#### Task to complete:
Retype, exactly as they appear below, the lines between the line holding "if let Some(id)" and the line holding "pub fn len(&self)", both ends included.

━━━ Records supplied

impl Types {
    pub fn new() -> Types {
        let mut types = Types {
            types: Vec::new(),
            lookup: HashMap::new(),
            structs: Vec::new(),
            override_names: HashMap::new(),
        };

        let primitives = [
            (Type::Void, TypeId::VOID),
            (Type::Scalar(Scalar::Bool), TypeId::BOOL),
            (Type::Scalar(Scalar::AbstractInt), TypeId::ABSTRACT_INT),
            (Type::Scalar(Scalar::AbstractFloat), TypeId::ABSTRACT_FLOAT),
            (Type::Scalar(Scalar::I32), TypeId::I32),
            (Type::Scalar(Scalar::U32), TypeId::U32),
            (Type::Scalar(Scalar::F32), TypeId::F32),
            (Type::Scalar(Scalar::F16), TypeId::F16),
        ];
        for (ty, expected) in primitives {
            assert_eq!(types.intern(ty), expected, "primitive types must be interned first");
        }

        types
    }

    pub fn intern(&mut self, ty: Type) -> TypeId {
        if let Some(id) = self.lookup.get(&ty) {
            return *id;
        }
        let id = TypeId(self.types.len() as u32);
        self.types.push(ty);
        self.lookup.insert(ty, id);
        id
    }

    pub fn get(&self, id: TypeId) -> Type {
        self.types[id.0 as usize]
    }

    pub fn len(&self) -> usize {
        self.types.len()
    }

    pub fn is_empty(&self) -> bool {
        self.types.is_empty()
    }

    pub fn vector(&mut self, elem: TypeId, size: u8) -> TypeId {
        debug_assert!((2..=4).contains(&size));
        debug_assert!(self.scalar(elem).is_some());
        self.intern(Type::Vector { size, elem })
    }

    pub fn matrix(&mut self, elem: TypeId, columns: u8, rows: u8) -> TypeId {
        debug_assert!((2..=4).contains(&columns) && (2..=4).contains(&rows));
        self.intern(Type::Matrix { columns, rows, elem })
    }

    pub fn array(&mut self, elem: TypeId, count: ArrayCount) -> TypeId {
        let stride = round_up(u64::from(self.align_of(elem)), self.size_of(elem));
        let stride = u32::try_from(stride).unwrap_or(u32::MAX);
        self.intern(Type::Array { elem, count, stride })
    }

    pub fn override_sized_array(&mut self, elem: TypeId, var: VarId, name: &str) -> TypeId {
        self.override_names.entry(var).or_insert_with(|| name.to_string());
        self.array(elem, ArrayCount::Override(var))
    }

    pub fn atomic(&mut self, elem: TypeId) -> TypeId {
        self.intern(Type::Atomic(elem))
    }

    pub fn pointer(&mut self, space: AddressSpace, pointee: TypeId, access: Access) -> TypeId {
        self.intern(Type::Pointer { space, pointee, access })
    }

    pub fn reference(&mut self, space: AddressSpace, store: TypeId, access: Access) -> TypeId {
        self.intern(Type::Reference { space, store, access })
    }

    /// Registers a new structure. Every call creates a distinct type.
    pub fn add_struct(&mut self, info: StructType) -> TypeId {
        let id = StructTypeId(self.structs.len() as u32);
        self.structs.push(info);
        self.intern(Type::Struct(id))
    }

    pub fn struct_info(&self, id: StructTypeId) -> &StructType {
        &self.structs[id.0 as usize]
    }

    pub fn struct_info_mut(&mut self, id: StructTypeId) -> &mut StructType {
        &mut self.structs[id.0 as usize]
    }

    pub fn as_struct(&self, ty: TypeId) -> Option<&StructType> {
        match self.get(ty) {
            Type::Struct(id) => Some(self.struct_info(id)),
            _ => None,
        }
    }

    pub fn scalar(&self, ty: TypeId) -> Option<Scalar> {
        match self.get(ty) {
            Type::Scalar(scalar) => Some(scalar),
            _ => None,
        }
    }

    /// The scalar type of a scalar, vector or matrix.
    pub fn element_scalar(&self, ty: TypeId) -> Option<Scalar> {
        match self.get(ty) {
            Type::Scalar(scalar) => Some(scalar),
            Type::Vector { elem, .. } | Type::Matrix { elem, .. } => self.scalar(elem),
            _ => None,
        }
    }

    /// The scalar at the bottom of a (possibly nested) composite type.
    pub fn deepest_scalar(&self, ty: TypeId) -> Option<Scalar> {
        match self.get(ty) {
            Type::Scalar(scalar) => Some(scalar),
            Type::Vector { elem, .. } | Type::Matrix { elem, .. } | Type::Array { elem, .. } => {
                self.deepest_scalar(elem)
            },
            _ => None,
        }
    }

    pub fn vector_size(&self, ty: TypeId) -> Option<u8> {
        match self.get(ty) {
            Type::Vector { size, .. } => Some(size),
            _ => None,
        }
    }

    pub fn unwrap_ref(&self, ty: TypeId) -> TypeId {
        match self.get(ty) {
            Type::Reference { store, .. } => store,
            _ => ty,
        }
    }

    pub fn is_reference(&self, ty: TypeId) -> bool {
        matches!(self.get(ty), Type::Reference { .. })
    }

    pub fn is_pointer(&self, ty: TypeId) -> bool {
        matches!(self.get(ty), Type::Pointer { .. })
    }

    pub fn is_runtime_array(&self, ty: TypeId) -> bool {
        matches!(self.get(ty), Type::Array { count: ArrayCount::Runtime, .. })
    }

    pub fn is_handle(&self, ty: TypeId) -> bool {
        matches!(self.get(ty), Type::Sampler { .. } | Type::Texture(_))
    }

    pub fn is_abstract(&self, ty: TypeId) -> bool {
        match self.get(ty) {
            Type::Scalar(scalar) => scalar.is_abstract(),
            Type::Vector { elem, .. } | Type::Matrix { elem, .. } | Type::Array { elem, .. } => {
                self.is_abstract(elem)
            },
            _ => false,
        }
    }

    pub fn is_numeric_scalar(&self, ty: TypeId) -> bool {
        self.scalar(ty).is_some_and(Scalar::is_numeric)
    }

    pub fn is_integer_scalar(&self, ty: TypeId) -> bool {
        self.scalar(ty).is_some_and(Scalar::is_integer)
    }

    pub fn is_numeric_scalar_or_vector(&self, ty: TypeId) -> bool {
        matches!(self.get(ty), Type::Scalar(_) | Type::Vector { .. })
            && self.element_scalar(ty).is_some_and(Scalar::is_numeric)
    }

    pub fn contains_atomic(&self, ty: TypeId) -> bool {
        match self.get(ty) {
            Type::Atomic(_) => true,
            Type::Array { elem, .. } => self.contains_atomic(elem),
            Type::Struct(id) => {
                self.struct_info(id).members.iter().any(|member| self.contains_atomic(member.ty))
            },
            _ => false,
        }
    }

    /// Replaces every abstract scalar in `ty` with its default concrete type.
    pub fn concretize(&mut self, ty: TypeId) -> TypeId {
        match self.get(ty) {
            Type::Scalar(scalar) => scalar.concrete().id(),
            Type::Vector { size, elem } => {
                let elem = self.concretize(elem);
                self.vector(elem, size)
            },
            Type::Matrix { columns, rows, elem } => {
                let elem = self.concretize(elem);
                self.matrix(elem, columns, rows)
            },
            Type::Array { elem, count, .. } if self.is_abstract(elem) => {
                let elem = self.concretize(elem);
                self.array(elem, count)
            },
            _ => ty,
        }
    }

    /// Rebuilds a scalar, vector or matrix type with a different scalar type.
    pub fn with_scalar(&mut self, ty: TypeId, scalar: Scalar) -> TypeId {
        match self.get(ty) {
            Type::Vector { size, .. } => self.vector(scalar.id(), size),
            Type::Matrix { columns, rows, .. } => self.matrix(scalar.id(), columns, rows),
            _ => scalar.id(),
        }
    }

    /// Whether a value of type `from` can be automatically converted to `to`.
    pub fn can_convert(&self, from: TypeId, to: TypeId) -> bool {
        self.conversion_rank(from, to).is_some()
    }

    pub fn conversion_rank(&self, from: TypeId, to: TypeId) -> Option<u32> {
        if from == to {
            return Some(0);
        }
        match (self.get(from), self.get(to)) {
            (Type::Scalar(a), Type::Scalar(b)) => a.conversion_rank(b),
            (Type::Vector { size: n, elem: a }, Type::Vector { size: m, elem: b }) if n == m => {
                self.conversion_rank(a, b)
            },
            (
                Type::Matrix { columns: c0, rows: r0, elem: a },
                Type::Matrix { columns: c1, rows: r1, elem: b },
            ) if (c0, r0) == (c1, r1) => self.conversion_rank(a, b),
            (Type::Array { elem: a, count: n, .. }, Type::Array { elem: b, count: m, .. })
                if n == m =>
            {
                self.conversion_rank(a, b)
            },
            _ => None,
        }
    }

    /// The type all of `types` can be converted to with the least total conversion rank.
    pub fn common_type(&mut self, types: &[TypeId]) -> Option<TypeId> {
        let (&first, rest) = types.split_first()?;
        if rest.iter().all(|ty| *ty == first) {
            return Some(first);
        }

        // a concrete type wins if every other type converts to it
        let mut best: Option<(u32, TypeId)> = None;
        for &candidate in types {
            let mut total = 0;
            let mut all = true;
            for &ty in types {
                match self.conversion_rank(ty, candidate) {
                    Some(rank) => total += rank,
                    None => {
                        all = false;
                        break;
                    },
                }
            }
            if all && best.map_or(true, |(rank, _)| total < rank) {
                best = Some((total, candidate));
            }
        }
        if let Some((_, ty)) = best {
            return Some(ty);
        }

        // abstract-int mixed with abstract-float becomes abstract-float
        let float_version = self.with_scalar(first, Scalar::AbstractFloat);
        if self.is_abstract(first) && types.iter().all(|ty| self.can_convert(*ty, float_version)) {
            return Some(float_version);
        }

        None
    }

    pub fn size_of(&self, ty: TypeId) -> u64 {
        match self.get(ty) {
            Type::Void => 0,
            Type::Scalar(Scalar::F16) => 2,
            Type::Scalar(Scalar::AbstractInt | Scalar::AbstractFloat) => 8,
            Type::Scalar(_) | Type::Atomic(_) => 4,
            Type::Vector { size, elem } => u64::from(size) * self.size_of(elem),
            Type::Matrix { columns, rows, elem } => {
                let column = self.vector_layout(rows, elem);
                u64::from(columns) * round_up(column.0, column.1)
            },
            Type::Array { count, stride, .. } => match count {
                ArrayCount::Constant(count) => u64::from(count) * u64::from(stride),
                ArrayCount::Override(_) | ArrayCount::Runtime => u64::from(stride),
            },
            Type::Struct(id) => self.struct_info(id).size,
            Type::Pointer { .. } | Type::Reference { .. } => 8,
            Type::Sampler { .. } | Type::Texture(_) => 0,
        }
    }

    pub fn align_of(&self, ty: TypeId) -> u32 {
        match self.get(ty) {
            Type::Void | Type::Sampler { .. } | Type::Texture(_) => 1,
            Type::Scalar(Scalar::F16) => 2,
            Type::Scalar(Scalar::AbstractInt | Scalar::AbstractFloat) => 8,
            Type::Scalar(_) | Type::Atomic(_) => 4,
            Type::Vector { size, elem } => self.vector_layout(size, elem).0 as u32,
            Type::Matrix { rows, elem, .. } => self.vector_layout(rows, elem).0 as u32,
            Type::Array { elem, .. } => self.align_of(elem),
            Type::Struct(id) => self.struct_info(id).align,
            Type::Pointer { .. } | Type::Reference { .. } => 8,
        }
    }

    /// `(alignment, size)` of a vector.
    fn vector_layout(&self, size: u8, elem: TypeId) -> (u64, u64) {
        let scalar = self.size_of(elem);
        let align = match size {
            2 => 2 * scalar,
            _ => 4 * scalar,
        };
        (align, u64::from(size) * scalar)
    }

    pub fn display(&self, ty: TypeId) -> String {
        TypeDisplay { types: self, ty }.to_string()
    }
}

━━━━━━

#### Written response:
        if let Some(id) = self.lookup.get(&ty) {
            return *id;
        }
        let id = TypeId(self.types.len() as u32);
        self.types.push(ty);
        self.lookup.insert(ty, id);
        id
    }

    pub fn get(&self, id: TypeId) -> Type {
        self.types[id.0 as usize]
    }

    pub fn len(&self) -> usize {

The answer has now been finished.